Yan Li scite author profile

To better understand the mechanism underlying hepatocellular carcinoma (HCC) metastasis and to search for potential markers for HCC prognosis, differential proteome analysis on two HCC cell strains with high and low metastatic potentials, MHCC97-H and MHCC97-L, was conducted using two-dimensional (2-D) gel electrophoresis followed by matrix-assisted laser desorption/time of flight mass spectrometry and liquid chromatography ion trap mass spectrometry. Image analysis of silver-stained 2-D gels revealed that 56 protein spots showed significant differential expression in MHCC97-H and MHCC97-L cells (Student's t-test, P < 0.05) and 4 protein spots were only detected in MHCC97-H cells. Fourteen protein spots were further identified using in-gel tryptic digestion, peptide mass fingerprinting and tandem mass spectrometry.

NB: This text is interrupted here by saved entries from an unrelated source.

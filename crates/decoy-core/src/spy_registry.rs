//! Memoized spies
//!
//! At most one spy exists per (key, member, kind) for the lifetime of the
//! registry. The first request creates the spy and installs the member rule
//! that feeds it; later requests return the same spy untouched.

use dashmap::DashMap;
use decoy_inject::Injector;
use decoy_object::{RuleKind, TypeKey, Value};
use decoy_spy::Spy;

#[derive(Debug, Clone, PartialEq, Eq, Hash)]
struct SpyKey {
    key: TypeKey,
    member: String,
    kind: RuleKind,
}

/// Spy cache for one engine
#[derive(Debug, Default)]
pub struct SpyRegistry {
    spies: DashMap<SpyKey, Spy>,
}

impl SpyRegistry {
    /// Create an empty registry
    #[inline]
    #[must_use]
    pub fn new() -> Self {
        Self::default()
    }

    /// Spy answering calls of `method`
    ///
    /// Arguments are forwarded to the spy; calling through runs the real
    /// method with them.
    pub fn method(&self, injector: &Injector, key: &TypeKey, method: &str) -> Spy {
        self.get_or_install(key, method, RuleKind::Method, |spy| {
            injector
                .proxy(key)
                .method(method)
                .instead(move |obj, name, args| spy.invoke(args, |args| obj.call_real(name, args)));
        })
    }

    /// Spy answering reads of `property`
    pub fn getter(&self, injector: &Injector, key: &TypeKey, property: &str) -> Spy {
        self.get_or_install(key, property, RuleKind::Get, |spy| {
            injector
                .proxy(key)
                .get(property)
                .instead(move |obj, name| spy.invoke(&[], |_| obj.get_real(name)));
        })
    }

    /// Spy receiving writes of `property` as its sole argument
    ///
    /// The write is discarded unless the spy calls through.
    pub fn setter(&self, injector: &Injector, key: &TypeKey, property: &str) -> Spy {
        self.get_or_install(key, property, RuleKind::Set, |spy| {
            injector
                .proxy(key)
                .set(property)
                .instead(move |obj, name, value| {
                    spy.invoke(&[value], |args| {
                        let written = args.first().cloned().unwrap_or_default();
                        obj.set_real(name, written).map(|()| Value::Undefined)
                    })
                    .map(drop)
                });
        })
    }

    /// Previously created spy, if any
    #[must_use]
    pub fn lookup(&self, key: &TypeKey, member: &str, kind: RuleKind) -> Option<Spy> {
        let probe = SpyKey {
            key: key.clone(),
            member: member.to_string(),
            kind,
        };
        self.spies.get(&probe).map(|spy| spy.value().clone())
    }

    /// Number of spies created
    #[must_use]
    pub fn len(&self) -> usize {
        self.spies.len()
    }

    /// Check whether no spy was created yet
    #[must_use]
    pub fn is_empty(&self) -> bool {
        self.spies.is_empty()
    }

    fn get_or_install<F>(&self, key: &TypeKey, member: &str, kind: RuleKind, install: F) -> Spy
    where
        F: FnOnce(Spy),
    {
        let spy_key = SpyKey {
            key: key.clone(),
            member: member.to_string(),
            kind,
        };
        self.spies
            .entry(spy_key)
            .or_insert_with(|| {
                let spy = Spy::new(spy_name(key, member, kind));
                tracing::debug!(spy = spy.name(), "spy created");
                install(spy.clone());
                spy
            })
            .value()
            .clone()
    }
}

fn spy_name(key: &TypeKey, member: &str, kind: RuleKind) -> String {
    match kind {
        RuleKind::Method => format!("{}.{member}", key.name()),
        RuleKind::Get => format!("get {}.{member}", key.name()),
        RuleKind::Set => format!("set {}.{member}", key.name()),
    }
}
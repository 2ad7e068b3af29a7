//! Cascading isolation
//!
//! Once armed, every class key requested during resolution that is not on
//! the allow list is turned into a pure proxy before the container looks at
//! its registrations. Because the container asks the hook again for every
//! dependency, the redirection cascades through the whole graph, but stops at
//! a proxy: a pure proxy has no dependencies to resolve.
//!
//! Named keys are never redirected.

use crate::auto_prop::AutoPropertyStore;
use crate::pure_proxy;
use dashmap::DashSet;
use decoy_inject::{Injector, ResolutionError, ResolveHook, ResolveRequest};
use decoy_object::{ClassRef, TypeKey};
use indexmap::IndexSet;
use parking_lot::RwLock;
use std::sync::Arc;

/// Allow-list hook installed on the engine's container when first armed
#[derive(Debug)]
pub struct IsolationPolicy {
    allowed: RwLock<IndexSet<TypeKey>>,
    proxied: DashSet<TypeKey>,
    props: Arc<AutoPropertyStore>,
    auto_prop: bool,
}

impl IsolationPolicy {
    /// Create a policy with an empty allow list
    #[must_use]
    pub fn new(props: Arc<AutoPropertyStore>, auto_prop: bool) -> Self {
        Self {
            allowed: RwLock::new(IndexSet::new()),
            proxied: DashSet::new(),
            props,
            auto_prop,
        }
    }

    /// Add keys to the allow list; returns how many were new
    pub fn allow(&self, keys: Keys) -> usize {
        let mut allowed = self.allowed.write();
        let before = allowed.len();
        allowed.extend(keys.into_vec());
        allowed.len() - before
    }

    /// Check whether `key` resolves normally
    #[must_use]
    pub fn is_allowed(&self, key: &TypeKey) -> bool {
        !key.is_constructible() || self.allowed.read().contains(key)
    }

    /// Allow list, in insertion order
    #[must_use]
    pub fn allowed(&self) -> Vec<TypeKey> {
        self.allowed.read().iter().cloned().collect()
    }

    /// Keys redirected so far
    #[must_use]
    pub fn proxied_count(&self) -> usize {
        self.proxied.len()
    }
}

impl ResolveHook for IsolationPolicy {
    fn before_resolve(
        &self,
        injector: &Injector,
        request: &ResolveRequest,
    ) -> Result<(), ResolutionError> {
        if self.is_allowed(&request.key) || !self.proxied.insert(request.key.clone()) {
            return Ok(());
        }
        tracing::debug!(key = %request.key, depth = request.depth(), "isolating");
        pure_proxy::install(injector, &request.key, &self.props, self.auto_prop)
            .map_err(|e| ResolutionError::hook(&request.key, e.to_string()))
    }
}

/// One key or several, for [`AutoMocker::isolate`](crate::AutoMocker::isolate)
#[derive(Debug, Clone, Default, PartialEq, Eq)]
pub struct Keys(Vec<TypeKey>);

impl Keys {
    /// Keys in order
    #[must_use]
    pub fn into_vec(self) -> Vec<TypeKey> {
        self.0
    }
}

impl From<TypeKey> for Keys {
    fn from(key: TypeKey) -> Self {
        Self(vec![key])
    }
}

impl From<&TypeKey> for Keys {
    fn from(key: &TypeKey) -> Self {
        Self(vec![key.clone()])
    }
}

impl From<ClassRef> for Keys {
    fn from(class: ClassRef) -> Self {
        Self(vec![TypeKey::from(class)])
    }
}

impl From<&ClassRef> for Keys {
    fn from(class: &ClassRef) -> Self {
        Self(vec![TypeKey::from(class)])
    }
}

impl From<&str> for Keys {
    fn from(name: &str) -> Self {
        Self(vec![TypeKey::named(name)])
    }
}

impl<T: Into<TypeKey>> From<Vec<T>> for Keys {
    fn from(keys: Vec<T>) -> Self {
        Self(keys.into_iter().map(Into::into).collect())
    }
}

impl<T: Into<TypeKey>, const N: usize> From<[T; N]> for Keys {
    fn from(keys: [T; N]) -> Self {
        Self(keys.into_iter().map(Into::into).collect())
    }
}
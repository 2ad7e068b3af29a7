//! Container configuration

use crate::registration::Lifetime;
use serde::{Deserialize, Serialize};

/// Container configuration
#[derive(Debug, Clone, PartialEq, Eq, Serialize, Deserialize)]
#[serde(default)]
pub struct InjectorConfig {
    /// Deepest dependency chain resolved before giving up
    pub max_resolution_depth: usize,
    /// Lifetime used for class keys resolved without an explicit registration
    pub default_lifetime: Lifetime,
}

impl InjectorConfig {
    /// Create default configuration
    #[inline]
    #[must_use]
    pub fn new() -> Self {
        Self::default()
    }

    /// With maximum resolution depth
    #[inline]
    #[must_use]
    pub fn with_max_resolution_depth(mut self, depth: usize) -> Self {
        self.max_resolution_depth = depth;
        self
    }

    /// With default lifetime
    #[inline]
    #[must_use]
    pub fn with_default_lifetime(mut self, lifetime: Lifetime) -> Self {
        self.default_lifetime = lifetime;
        self
    }
}

impl Default for InjectorConfig {
    fn default() -> Self {
        Self {
            max_resolution_depth: 64,
            default_lifetime: Lifetime::Transient,
        }
    }
}
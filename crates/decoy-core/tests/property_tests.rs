use decoy_core::prelude::*;
use decoy_core::Selector;
use proptest::prelude::*;
use std::collections::HashMap;

fn value() -> impl Strategy<Value = Value> {
    prop_oneof![
        Just(Value::Null),
        any::<bool>().prop_map(Value::Bool),
        any::<i64>().prop_map(Value::Int),
        "[a-z ]{0,8}".prop_map(Value::from),
    ]
}

fn ident() -> impl Strategy<Value = String> {
    "[a-z_][a-z0-9_]{0,10}"
}

proptest! {
    #[test]
    fn prop_auto_prop_reads_back_last_write(
        writes in proptest::collection::vec(("[a-e]", value()), 0..24),
        probe in "[a-h]",
    ) {
        let class = ClassDef::builder("Bag").build();
        let mkr = AutoMocker::new();
        mkr.auto_prop(&class);
        let obj = mkr.resolve_instance(&class).unwrap();

        let mut expected = HashMap::new();
        for (name, v) in writes {
            obj.set(&name, v.clone()).unwrap();
            expected.insert(name, v);
        }

        for (name, v) in &expected {
            prop_assert_eq!(&obj.get(name).unwrap(), v);
        }
        let read = obj.get(&probe).unwrap();
        match expected.get(&probe) {
            Some(v) => prop_assert_eq!(&read, v),
            None => prop_assert!(read.is_undefined()),
        }
    }

    #[test]
    fn prop_stub_answers_null_for_any_member(member in ident(), arg in value()) {
        let class = ClassDef::builder("Anything").build();
        let mkr = AutoMocker::new();
        mkr.stub(&class, false);
        let obj = mkr.resolve_instance(&class).unwrap();

        prop_assert!(obj.call(&member, &[arg.clone()]).unwrap().is_null());
        obj.set(&member, arg).unwrap();
        prop_assert!(obj.get(&member).unwrap().is_null());
    }

    #[test]
    fn prop_spy_identity_is_stable(member in ident(), repeats in 2..6usize) {
        let class = ClassDef::builder("Service").build();
        let mkr = AutoMocker::new();
        let first = mkr.mock(&class, &member);
        for _ in 1..repeats {
            prop_assert!(first.ptr_eq(&mkr.mock(&class, &member)));
        }
        prop_assert_eq!(mkr.spies().len(), 1);
    }

    #[test]
    fn prop_selector_forms_agree(param in ident(), member in ident()) {
        let forms = [
            format!("|{param}| {param}.{member}"),
            format!("| {param} : Ty | {param} . {member}"),
            format!("{param} => {param}.{member}"),
            format!("({param})=>{param}.{member}"),
        ];
        for form in &forms {
            let parsed = Selector::parse(form);
            prop_assert!(parsed.is_ok(), "{} failed: {:?}", form, parsed);
            let selector = parsed.unwrap();
            prop_assert_eq!(selector.member(), member.as_str());
        }
    }

    #[test]
    fn prop_selector_rejects_trailing_expressions(
        param in ident(),
        member in ident(),
        tail in prop_oneof![Just(" + 1"), Just("()"), Just(".x"), Just(" * y")],
    ) {
        let text = format!("|{param}| {param}.{member}{tail}");
        prop_assert!(Selector::parse(&text).is_err());
    }
}
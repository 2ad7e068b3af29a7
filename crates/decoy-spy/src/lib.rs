//! Decoy Spies
//!
//! Call-recording spies and the expectations checked against them.
//!
//! - [`Spy`]: shared recorder with a configurable answer
//! - [`Expectation`] / [`ArgMatcher`]: assertions over recorded calls
//! - [`VerificationError`]: what a failed assertion reports

#![warn(missing_docs)]
#![warn(unreachable_pub)]

mod error;
mod matcher;
mod spy;

// Re-exports
pub use error::VerificationError;
pub use matcher::{ArgMatcher, Expectation};
pub use spy::{Call, FakeFn, Spy, SpyBehavior};

/// Version of this crate
pub const VERSION: &str = env!("CARGO_PKG_VERSION");
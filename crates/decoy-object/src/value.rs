//! Dynamic values
//!
//! Provides [`Value`], the currency of every property read, write and method
//! call on an [`Instance`](crate::Instance).

use crate::error::ObjectError;
use crate::instance::Instance;
use std::fmt::{self, Display, Formatter};

/// A dynamically typed value
///
/// `Undefined` and `Null` are distinct on purpose: `Undefined` means "never
/// assigned", `Null` means "explicitly empty". Stubbed members answer `Null`,
/// untouched auto-properties answer `Undefined`.
#[derive(Debug, Clone, Default)]
pub enum Value {
    /// Never assigned
    #[default]
    Undefined,

    /// Explicitly empty
    Null,

    /// Boolean
    Bool(bool),

    /// Signed integer
    Int(i64),

    /// Floating point number
    Float(f64),

    /// UTF-8 string
    Str(String),

    /// Ordered list of values
    List(Vec<Value>),

    /// Reference to an object (compared by identity)
    Object(Instance),
}

impl Value {
    /// Check for `Undefined`
    #[inline]
    #[must_use]
    pub fn is_undefined(&self) -> bool {
        matches!(self, Self::Undefined)
    }

    /// Check for `Null`
    #[inline]
    #[must_use]
    pub fn is_null(&self) -> bool {
        matches!(self, Self::Null)
    }

    /// Check for either `Null` or `Undefined`
    #[inline]
    #[must_use]
    pub fn is_nullish(&self) -> bool {
        matches!(self, Self::Null | Self::Undefined)
    }

    /// Truthiness in the loose sense used by dynamic object code
    ///
    /// `Undefined`, `Null`, `false`, `0`, `0.0`, NaN and `""` are falsy,
    /// everything else is truthy.
    #[must_use]
    pub fn is_truthy(&self) -> bool {
        match self {
            Self::Undefined | Self::Null => false,
            Self::Bool(b) => *b,
            Self::Int(i) => *i != 0,
            Self::Float(f) => *f != 0.0 && !f.is_nan(),
            Self::Str(s) => !s.is_empty(),
            Self::List(_) | Self::Object(_) => true,
        }
    }

    /// Boolean payload, if this is a `Bool`
    #[inline]
    #[must_use]
    pub fn as_bool(&self) -> Option<bool> {
        match self {
            Self::Bool(b) => Some(*b),
            _ => None,
        }
    }

    /// Integer payload, if this is an `Int`
    #[inline]
    #[must_use]
    pub fn as_int(&self) -> Option<i64> {
        match self {
            Self::Int(i) => Some(*i),
            _ => None,
        }
    }

    /// String payload, if this is a `Str`
    #[inline]
    #[must_use]
    pub fn as_str(&self) -> Option<&str> {
        match self {
            Self::Str(s) => Some(s.as_str()),
            _ => None,
        }
    }

    /// Object reference, if this is an `Object`
    #[inline]
    #[must_use]
    pub fn as_object(&self) -> Option<&Instance> {
        match self {
            Self::Object(o) => Some(o),
            _ => None,
        }
    }

    /// Object reference or a `NotAnObject` error naming `context`
    ///
    /// # Errors
    /// Returns [`ObjectError::NotAnObject`] for any non-object value.
    pub fn expect_object(&self, context: &str) -> Result<&Instance, ObjectError> {
        self.as_object().ok_or_else(|| ObjectError::NotAnObject {
            context: context.to_string(),
            found: self.type_name(),
        })
    }

    /// Short name of the variant, for diagnostics
    #[must_use]
    pub fn type_name(&self) -> &'static str {
        match self {
            Self::Undefined => "undefined",
            Self::Null => "null",
            Self::Bool(_) => "boolean",
            Self::Int(_) | Self::Float(_) => "number",
            Self::Str(_) => "string",
            Self::List(_) => "list",
            Self::Object(_) => "object",
        }
    }
}

impl PartialEq for Value {
    fn eq(&self, other: &Self) -> bool {
        match (self, other) {
            (Self::Undefined, Self::Undefined) | (Self::Null, Self::Null) => true,
            (Self::Bool(a), Self::Bool(b)) => a == b,
            (Self::Int(a), Self::Int(b)) => a == b,
            (Self::Float(a), Self::Float(b)) => a == b,
            #[allow(clippy::cast_precision_loss)]
            (Self::Int(a), Self::Float(b)) | (Self::Float(b), Self::Int(a)) => (*a as f64) == *b,
            (Self::Str(a), Self::Str(b)) => a == b,
            (Self::List(a), Self::List(b)) => a == b,
            (Self::Object(a), Self::Object(b)) => a.ptr_eq(b),
            _ => false,
        }
    }
}

impl Display for Value {
    fn fmt(&self, f: &mut Formatter<'_>) -> fmt::Result {
        match self {
            Self::Undefined => write!(f, "undefined"),
            Self::Null => write!(f, "null"),
            Self::Bool(b) => write!(f, "{b}"),
            Self::Int(i) => write!(f, "{i}"),
            Self::Float(x) => write!(f, "{x}"),
            Self::Str(s) => write!(f, "{s:?}"),
            Self::List(items) => {
                write!(f, "[")?;
                for (i, item) in items.iter().enumerate() {
                    if i > 0 {
                        write!(f, ", ")?;
                    }
                    write!(f, "{item}")?;
                }
                write!(f, "]")
            }
            Self::Object(o) => write!(f, "[object {}]", o.class_name()),
        }
    }
}

impl From<bool> for Value {
    fn from(b: bool) -> Self {
        Self::Bool(b)
    }
}

impl From<i64> for Value {
    fn from(i: i64) -> Self {
        Self::Int(i)
    }
}

impl From<i32> for Value {
    fn from(i: i32) -> Self {
        Self::Int(i64::from(i))
    }
}

impl From<f64> for Value {
    fn from(x: f64) -> Self {
        Self::Float(x)
    }
}

impl From<&str> for Value {
    fn from(s: &str) -> Self {
        Self::Str(s.to_string())
    }
}

impl From<String> for Value {
    fn from(s: String) -> Self {
        Self::Str(s)
    }
}

impl From<Instance> for Value {
    fn from(o: Instance) -> Self {
        Self::Object(o)
    }
}

impl From<Vec<Value>> for Value {
    fn from(items: Vec<Value>) -> Self {
        Self::List(items)
    }
}

impl<T: Into<Value>> From<Option<T>> for Value {
    fn from(opt: Option<T>) -> Self {
        opt.map_or(Self::Null, Into::into)
    }
}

The expressions of pyruvate kinase M2, ubiquitin carboxy-terminal hydrolase L1, laminin receptor 67 kDa, S100 calcium-binding protein A4, thioredoxin and cytokeratin 19 were elevated in MHCC97-H cells. However, manganese superoxide dismutase, calreticulin precursor, cathepsin D, lactate dehydrogenase B, non-metastatic cell protein 1, cofilin 1 and calumenin precursor were down-regulated in MHCC97-H cells. Intriguingly, most of these identified proteins have been reported to be associated with tumor metastasis. The functional implications of alterations in the levels of these proteins are discussed.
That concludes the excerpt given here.